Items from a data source

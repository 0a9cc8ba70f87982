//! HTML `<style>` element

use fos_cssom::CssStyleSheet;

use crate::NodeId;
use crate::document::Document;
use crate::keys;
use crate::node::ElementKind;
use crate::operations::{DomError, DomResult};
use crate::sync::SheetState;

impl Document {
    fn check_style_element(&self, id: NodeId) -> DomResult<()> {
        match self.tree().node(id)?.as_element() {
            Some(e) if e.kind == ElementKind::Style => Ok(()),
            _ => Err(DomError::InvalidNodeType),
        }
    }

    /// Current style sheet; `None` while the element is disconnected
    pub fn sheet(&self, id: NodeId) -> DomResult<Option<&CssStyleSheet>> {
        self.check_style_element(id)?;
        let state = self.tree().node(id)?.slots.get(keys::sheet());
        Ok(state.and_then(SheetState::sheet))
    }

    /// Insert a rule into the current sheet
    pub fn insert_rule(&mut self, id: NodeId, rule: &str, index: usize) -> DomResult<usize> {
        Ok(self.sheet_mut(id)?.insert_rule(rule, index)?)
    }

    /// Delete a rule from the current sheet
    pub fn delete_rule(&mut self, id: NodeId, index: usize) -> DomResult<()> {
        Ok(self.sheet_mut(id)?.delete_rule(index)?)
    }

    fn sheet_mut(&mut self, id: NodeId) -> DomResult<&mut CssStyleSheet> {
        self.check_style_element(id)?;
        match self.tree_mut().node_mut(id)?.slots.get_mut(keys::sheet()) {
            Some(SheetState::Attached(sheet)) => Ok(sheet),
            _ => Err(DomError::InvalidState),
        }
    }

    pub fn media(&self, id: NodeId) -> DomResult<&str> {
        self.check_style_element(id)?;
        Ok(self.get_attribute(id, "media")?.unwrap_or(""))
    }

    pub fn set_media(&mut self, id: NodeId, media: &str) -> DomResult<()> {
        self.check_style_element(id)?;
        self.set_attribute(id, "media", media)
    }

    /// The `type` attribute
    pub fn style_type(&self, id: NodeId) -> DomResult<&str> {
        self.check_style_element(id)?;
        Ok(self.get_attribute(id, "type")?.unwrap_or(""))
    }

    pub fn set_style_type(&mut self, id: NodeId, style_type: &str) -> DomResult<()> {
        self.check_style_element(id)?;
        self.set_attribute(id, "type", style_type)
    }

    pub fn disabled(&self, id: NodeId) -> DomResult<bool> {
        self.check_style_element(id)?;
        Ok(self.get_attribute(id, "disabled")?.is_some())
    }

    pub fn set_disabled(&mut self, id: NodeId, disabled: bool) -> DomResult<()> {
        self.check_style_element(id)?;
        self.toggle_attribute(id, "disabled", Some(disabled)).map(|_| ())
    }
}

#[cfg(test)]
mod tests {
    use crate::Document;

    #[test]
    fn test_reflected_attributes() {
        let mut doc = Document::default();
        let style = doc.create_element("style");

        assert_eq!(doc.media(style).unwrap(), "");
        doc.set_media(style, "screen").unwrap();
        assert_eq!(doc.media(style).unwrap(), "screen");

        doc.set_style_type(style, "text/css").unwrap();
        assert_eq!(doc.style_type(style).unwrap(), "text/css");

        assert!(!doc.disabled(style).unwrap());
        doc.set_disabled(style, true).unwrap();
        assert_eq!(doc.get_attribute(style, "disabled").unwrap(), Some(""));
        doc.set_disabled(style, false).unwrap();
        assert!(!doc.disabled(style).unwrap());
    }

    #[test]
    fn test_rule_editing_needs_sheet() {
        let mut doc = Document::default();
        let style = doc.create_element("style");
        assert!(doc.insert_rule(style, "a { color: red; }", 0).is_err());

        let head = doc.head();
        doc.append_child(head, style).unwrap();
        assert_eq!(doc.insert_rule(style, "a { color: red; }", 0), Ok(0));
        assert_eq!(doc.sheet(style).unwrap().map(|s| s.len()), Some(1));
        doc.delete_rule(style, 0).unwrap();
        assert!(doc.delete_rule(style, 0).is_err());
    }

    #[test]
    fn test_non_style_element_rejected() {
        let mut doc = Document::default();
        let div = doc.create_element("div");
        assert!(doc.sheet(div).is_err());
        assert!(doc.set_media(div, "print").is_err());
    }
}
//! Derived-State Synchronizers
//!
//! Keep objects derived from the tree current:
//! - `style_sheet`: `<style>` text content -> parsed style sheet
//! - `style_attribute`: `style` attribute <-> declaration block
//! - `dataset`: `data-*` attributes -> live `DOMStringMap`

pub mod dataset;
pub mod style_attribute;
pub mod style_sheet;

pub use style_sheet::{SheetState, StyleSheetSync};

*Exercise*
Print every record exactly as written.

*Result of the task*
repository 0a9cc8ba70f87982
//! HTML `<style>` element

use fos_cssom::CssStyleSheet;

use crate::NodeId;
use crate::document::Document;
use crate::keys;
use crate::node::ElementKind;
use crate::operations::{DomError, DomResult};
use crate::sync::SheetState;

impl Document {
    fn check_style_element(&self, id: NodeId) -> DomResult<()> {
        match self.tree().node(id)?.as_element() {
            Some(e) if e.kind == ElementKind::Style => Ok(()),
            _ => Err(DomError::InvalidNodeType),
        }
    }

    /// Current style sheet; `None` while the element is disconnected
    pub fn sheet(&self, id: NodeId) -> DomResult<Option<&CssStyleSheet>> {
        self.check_style_element(id)?;
        let state = self.tree().node(id)?.slots.get(keys::sheet());
        Ok(state.and_then(SheetState::sheet))
    }

    /// Insert a rule into the current sheet
    pub fn insert_rule(&mut self, id: NodeId, rule: &str, index: usize) -> DomResult<usize> {
        Ok(self.sheet_mut(id)?.insert_rule(rule, index)?)
    }

    /// Delete a rule from the current sheet
    pub fn delete_rule(&mut self, id: NodeId, index: usize) -> DomResult<()> {
        Ok(self.sheet_mut(id)?.delete_rule(index)?)
    }

    fn sheet_mut(&mut self, id: NodeId) -> DomResult<&mut CssStyleSheet> {
        self.check_style_element(id)?;
        match self.tree_mut().node_mut(id)?.slots.get_mut(keys::sheet()) {
            Some(SheetState::Attached(sheet)) => Ok(sheet),
            _ => Err(DomError::InvalidState),
        }
    }

    pub fn media(&self, id: NodeId) -> DomResult<&str> {
        self.check_style_element(id)?;
        Ok(self.get_attribute(id, "media")?.unwrap_or(""))
    }

    pub fn set_media(&mut self, id: NodeId, media: &str) -> DomResult<()> {
        self.check_style_element(id)?;
        self.set_attribute(id, "media", media)
    }

    /// The `type` attribute
    pub fn style_type(&self, id: NodeId) -> DomResult<&str> {
        self.check_style_element(id)?;
        Ok(self.get_attribute(id, "type")?.unwrap_or(""))
    }

    pub fn set_style_type(&mut self, id: NodeId, style_type: &str) -> DomResult<()> {
        self.check_style_element(id)?;
        self.set_attribute(id, "type", style_type)
    }

    pub fn disabled(&self, id: NodeId) -> DomResult<bool> {
        self.check_style_element(id)?;
        Ok(self.get_attribute(id, "disabled")?.is_some())
    }

    pub fn set_disabled(&mut self, id: NodeId, disabled: bool) -> DomResult<()> {
        self.check_style_element(id)?;
        self.toggle_attribute(id, "disabled", Some(disabled)).map(|_| ())
    }
}

#[cfg(test)]
mod tests {
    use crate::Document;

    #[test]
    fn test_reflected_attributes() {
        let mut doc = Document::default();
        let style = doc.create_element("style");

        assert_eq!(doc.media(style).unwrap(), "");
        doc.set_media(style, "screen").unwrap();
        assert_eq!(doc.media(style).unwrap(), "screen");

        doc.set_style_type(style, "text/css").unwrap();
        assert_eq!(doc.style_type(style).unwrap(), "text/css");

        assert!(!doc.disabled(style).unwrap());
        doc.set_disabled(style, true).unwrap();
        assert_eq!(doc.get_attribute(style, "disabled").unwrap(), Some(""));
        doc.set_disabled(style, false).unwrap();
        assert!(!doc.disabled(style).unwrap());
    }

    #[test]
    fn test_rule_editing_needs_sheet() {
        let mut doc = Document::default();
        let style = doc.create_element("style");
        assert!(doc.insert_rule(style, "a { color: red; }", 0).is_err());

        let head = doc.head();
        doc.append_child(head, style).unwrap();
        assert_eq!(doc.insert_rule(style, "a { color: red; }", 0), Ok(0));
        assert_eq!(doc.sheet(style).unwrap().map(|s| s.len()), Some(1));
        doc.delete_rule(style, 0).unwrap();
        assert!(doc.delete_rule(style, 0).is_err());
    }

    #[test]
    fn test_non_style_element_rejected() {
        let mut doc = Document::default();
        let div = doc.create_element("div");
        assert!(doc.sheet(div).is_err());
        assert!(doc.set_media(div, "print").is_err());
    }
}
//! Derived-State Synchronizers
//!
//! Keep objects derived from the tree current:
//! - `style_sheet`: `<style>` text content -> parsed style sheet
//! - `style_attribute`: `style` attribute <-> declaration block
//! - `dataset`: `data-*` attributes -> live `DOMStringMap`

pub mod dataset;
pub mod style_attribute;
pub mod style_sheet;

pub use style_sheet::{SheetState, StyleSheetSync};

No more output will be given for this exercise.